What is needed: In the data, find each line where the word "exists" appears and list that line.

The records:
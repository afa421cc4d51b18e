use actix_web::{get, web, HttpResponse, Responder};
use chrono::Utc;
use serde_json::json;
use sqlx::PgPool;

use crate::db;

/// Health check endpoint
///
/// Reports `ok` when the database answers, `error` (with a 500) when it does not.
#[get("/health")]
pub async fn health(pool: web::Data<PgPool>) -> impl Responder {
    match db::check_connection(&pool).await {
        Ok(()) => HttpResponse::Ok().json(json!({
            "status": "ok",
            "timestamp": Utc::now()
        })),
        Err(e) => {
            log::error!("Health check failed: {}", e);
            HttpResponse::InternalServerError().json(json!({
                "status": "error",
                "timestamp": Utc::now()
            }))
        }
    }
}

---

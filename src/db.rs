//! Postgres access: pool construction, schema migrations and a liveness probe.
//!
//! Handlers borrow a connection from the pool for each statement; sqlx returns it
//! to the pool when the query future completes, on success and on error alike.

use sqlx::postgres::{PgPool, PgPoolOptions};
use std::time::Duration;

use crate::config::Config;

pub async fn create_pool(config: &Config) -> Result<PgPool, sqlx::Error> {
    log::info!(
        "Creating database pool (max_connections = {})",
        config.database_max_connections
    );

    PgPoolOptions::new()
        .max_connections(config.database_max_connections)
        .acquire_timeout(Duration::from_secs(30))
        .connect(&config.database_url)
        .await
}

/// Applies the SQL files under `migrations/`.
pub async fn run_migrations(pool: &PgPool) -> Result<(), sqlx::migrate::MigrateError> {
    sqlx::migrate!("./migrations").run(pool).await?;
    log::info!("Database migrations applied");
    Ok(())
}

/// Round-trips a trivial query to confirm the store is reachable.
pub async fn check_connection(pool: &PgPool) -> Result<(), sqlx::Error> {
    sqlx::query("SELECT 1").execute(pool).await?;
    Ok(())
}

--

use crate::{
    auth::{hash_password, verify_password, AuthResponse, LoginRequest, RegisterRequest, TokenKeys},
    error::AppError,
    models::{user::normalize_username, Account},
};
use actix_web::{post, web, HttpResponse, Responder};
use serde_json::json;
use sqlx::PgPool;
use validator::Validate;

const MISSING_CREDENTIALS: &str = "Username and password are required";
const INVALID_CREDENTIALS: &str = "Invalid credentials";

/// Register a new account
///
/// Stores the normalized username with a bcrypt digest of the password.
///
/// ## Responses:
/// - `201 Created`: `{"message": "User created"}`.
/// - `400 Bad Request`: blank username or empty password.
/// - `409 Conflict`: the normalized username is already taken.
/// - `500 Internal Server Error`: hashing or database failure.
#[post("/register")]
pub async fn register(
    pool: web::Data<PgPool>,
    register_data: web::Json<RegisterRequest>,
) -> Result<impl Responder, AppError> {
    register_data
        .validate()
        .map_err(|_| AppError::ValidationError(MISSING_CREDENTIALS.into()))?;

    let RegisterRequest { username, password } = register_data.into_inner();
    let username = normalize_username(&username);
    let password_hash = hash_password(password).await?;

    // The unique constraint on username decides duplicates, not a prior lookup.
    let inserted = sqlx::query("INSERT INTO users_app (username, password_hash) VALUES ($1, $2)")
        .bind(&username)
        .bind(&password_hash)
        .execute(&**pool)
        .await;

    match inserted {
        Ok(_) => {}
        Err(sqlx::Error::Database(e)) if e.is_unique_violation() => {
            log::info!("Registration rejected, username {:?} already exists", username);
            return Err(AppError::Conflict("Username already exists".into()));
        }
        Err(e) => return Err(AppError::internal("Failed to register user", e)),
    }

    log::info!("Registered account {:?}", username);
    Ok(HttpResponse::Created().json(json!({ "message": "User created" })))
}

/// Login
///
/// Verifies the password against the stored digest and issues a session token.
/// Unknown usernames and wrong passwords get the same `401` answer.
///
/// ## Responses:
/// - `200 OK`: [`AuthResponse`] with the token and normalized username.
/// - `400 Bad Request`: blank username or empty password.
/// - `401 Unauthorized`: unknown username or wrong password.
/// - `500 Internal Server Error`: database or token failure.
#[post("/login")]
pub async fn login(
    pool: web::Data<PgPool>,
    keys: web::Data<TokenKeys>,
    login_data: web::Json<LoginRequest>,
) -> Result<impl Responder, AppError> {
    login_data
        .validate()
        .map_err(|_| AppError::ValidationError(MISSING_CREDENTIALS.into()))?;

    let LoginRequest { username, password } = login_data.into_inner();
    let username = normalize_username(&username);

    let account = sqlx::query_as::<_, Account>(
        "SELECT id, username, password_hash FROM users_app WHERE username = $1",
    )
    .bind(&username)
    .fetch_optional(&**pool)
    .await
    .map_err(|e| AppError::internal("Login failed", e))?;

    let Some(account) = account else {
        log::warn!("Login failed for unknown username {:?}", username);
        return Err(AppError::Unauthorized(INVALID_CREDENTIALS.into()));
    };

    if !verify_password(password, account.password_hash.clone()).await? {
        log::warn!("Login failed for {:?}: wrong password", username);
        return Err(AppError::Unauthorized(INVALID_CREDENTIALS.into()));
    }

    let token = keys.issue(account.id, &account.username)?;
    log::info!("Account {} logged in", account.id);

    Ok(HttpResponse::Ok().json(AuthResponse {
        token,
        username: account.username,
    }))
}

Solution:
            log::info!("Registration rejected, username {:?} already exists", username);
            return Err(AppError::Conflict("Username already exists".into()));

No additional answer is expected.